Utilisez une pipette sérologique de cinq millilitres pour pipette doucement de haut en bas plusieurs fois pour laver toutes les cellules de la surface du puits. Recueillir les cellules individuelles résuspendues dans un tube conique de 50 millilitres et diluer avec DMEM et F-12 au besoin. Centrifugeuse ce tube de hPSCs collectés à 350 fois g et à quatre degrés Celsius pendant trois minutes pour pelleter les cellules.

En attendant la centrifugation, aspirez la matrice de la plaque dans laquelle les hPSCs seront ensemencés. Ajoutez une quantité suffisante de supports mTeSR aux puits destinataires pour les couvrir. Lorsque la centrifugation est terminée, aspirez soigneusement le supernatant, en laissant les hPSCs granulés au fond du tube conique.

Resuspendez la pastille cellulaire dans mTeSR complétée par un micromolaire de Thiazovivin obtenu commercialement. À l’aide d’une pipette P1000, triturer délicatement deux à trois fois pour résusquer uniformément la pastille cellulaire en une seule suspension cellulaire. Pipette immédiatement 10 microlitres de la suspension cellulaire dans un hémocytomètre et compter le nombre de cellules.

Ajustez le volume des hPSCs résuspendus avec le mTeSR complété par Thiazovivin pour atteindre la concentration cellulaire désirée pour le placage. Ensuite, secouez la plaque en croix plusieurs fois pour vous assurer que les cellules sont réparties uniformément. Une fois que les hPSC ont été plaqués pendant au moins 24 heures, utilisez un microscope à contraste de phase pour vérifier la morphologie des cellules en mettant l’accent sur le diamètre des colonies de hPSC plaquées.

Ensuite, préparez le premier jour de différenciation APS tel que décrit dans le tableau deux du protocole texte. Un jour après l’ensemencement, aspirez le mTeSR complété par Thiazovivin des hPSCs plaqués et lavez-les brièvement avec des supports IMDM. Après cela, ajouter le premier jour moyen aux hPSCs.

Enregistrez l’heure et placez les cellules dans l’incubateur à 37 degrés Celsius.
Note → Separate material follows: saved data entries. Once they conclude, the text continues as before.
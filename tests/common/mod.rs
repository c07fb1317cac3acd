// Shared helpers for tests that need a real git repository
#![allow(dead_code)]

use git2::{Oid, Repository, Signature};
use std::fs;
use std::path::Path;
use tempfile::TempDir;

/// Scratch repository living in a temporary directory
pub struct TestRepo {
    pub dir: TempDir,
    pub repo: Repository,
    counter: std::cell::Cell<usize>,
}

impl TestRepo {
    pub fn new() -> Self {
        let dir = tempfile::tempdir().expect("create temp dir");
        let repo = Repository::init(dir.path()).expect("init repository");
        TestRepo {
            dir,
            repo,
            counter: std::cell::Cell::new(0),
        }
    }

    pub fn path(&self) -> &Path {
        self.dir.path()
    }

    /// Commit a change to `file.txt` as the default author
    pub fn commit(&self, message: &str) -> Oid {
        self.commit_as(message, "Ann", "ann@example.com")
    }

    pub fn commit_as(&self, message: &str, author: &str, email: &str) -> Oid {
        self.commit_files(message, author, email, &["file.txt"])
    }

    /// Commit a change to each of `files`, creating directories as needed
    pub fn commit_files(&self, message: &str, author: &str, email: &str, files: &[&str]) -> Oid {
        let n = self.counter.get() + 1;
        self.counter.set(n);

        let mut index = self.repo.index().expect("open index");
        for file in files {
            let full = self.dir.path().join(file);
            if let Some(parent) = full.parent() {
                fs::create_dir_all(parent).expect("create parent dirs");
            }
            fs::write(&full, format!("change {}\n", n)).expect("write file");
            index.add_path(Path::new(file)).expect("stage file");
        }
        index.write().expect("write index");

        let tree_id = index.write_tree().expect("write tree");
        let tree = self.repo.find_tree(tree_id).expect("find tree");
        let signature = Signature::now(author, email).expect("signature");

        let parent = self
            .repo
            .head()
            .ok()
            .and_then(|head| head.peel_to_commit().ok());
        let parents: Vec<&git2::Commit<'_>> = parent.iter().collect();

        self.repo
            .commit(Some("HEAD"), &signature, &signature, message, &tree, &parents)
            .expect("create commit")
    }

    pub fn tag(&self, name: &str, oid: Oid) {
        let object = self.repo.find_object(oid, None).expect("find object");
        self.repo
            .tag_lightweight(name, &object, false)
            .expect("create tag");
    }

    pub fn annotated_tag(&self, name: &str, oid: Oid) {
        let object = self.repo.find_object(oid, None).expect("find object");
        let signature = Signature::now("Releaser", "release@example.com").expect("signature");
        self.repo
            .tag(name, &object, &signature, "release", false)
            .expect("create annotated tag");
    }

    pub fn branch(&self, name: &str, oid: Oid) {
        let commit = self.repo.find_commit(oid).expect("find commit");
        self.repo.branch(name, &commit, false).expect("create branch");
    }
}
Continuez avec les étapes de différenciation suivantes en préparant le support de différenciation nécessaire et en l’ajoutant aux cellules les jours respectifs de différenciation à peu près à la même heure de la journée. Dans cette étude, des populations enrichies d’progéniteurs de bourgeons hépatiques et, par la suite, de cellules hépatocytes sont générées à partir de hPSCs.

Au deuxième jour de différenciation, les cellules primitives de strie se sont différenciées en cellules endoderm définitives de jour deux. La grande majorité de ces cellules expriment SOX17 et FOXA2. Au troisième jour de différenciation, les cellules endoderm se sont différenciées en progéniteurs de foregut qui semblent polygonaux dans la forme.

Plus tard, au sixième jour, les progéniteurs de foregut se sont différenciés en progéniteurs de bourgeons hépatiques. Ces progéniteurs de bourgeon de foie expriment AFP, TPX3, et HNF4alpha. Dans trois lignées hPSC, cette méthode génère des progéniteurs hépatiques positifs à l’AFP six jours à une efficacité d’environ 89%Enfin, après 18 jours de différenciation hépatique des hPSCs, albumin-positif hépatocyte-comme des cellules apparaissent.

Morphologiquement, ces cellules apparaissent épithéliales, formant des bordures lumineuses rappelant le canaliculi biliaire. À ce stade, le cytoplasme des hépatocytes dérivés du jour 18 hPSC semble plus foncé que le noyau. Lors de l’ensemencement des cellules souches pluripotentes humaines pour la différenciation, il est impératif de les ensemencer à la bonne densité et aussi de les répartir à travers le puits en secouant la plaque.

La capacité de produire des hépatocytes humains in vitro est une technologie habilitante qui permettra aux scientifiques d’étudier les mécanismes sous-jacents au développement du foie. Cette méthode produit un grand nombre d’hépatocytes humains in vitro qui pourraient être utilisés pour étudier la fonction hépatique et la maladie et pour éventuellement permettre de nouvelles thérapies pour l’insuffisance hépatique.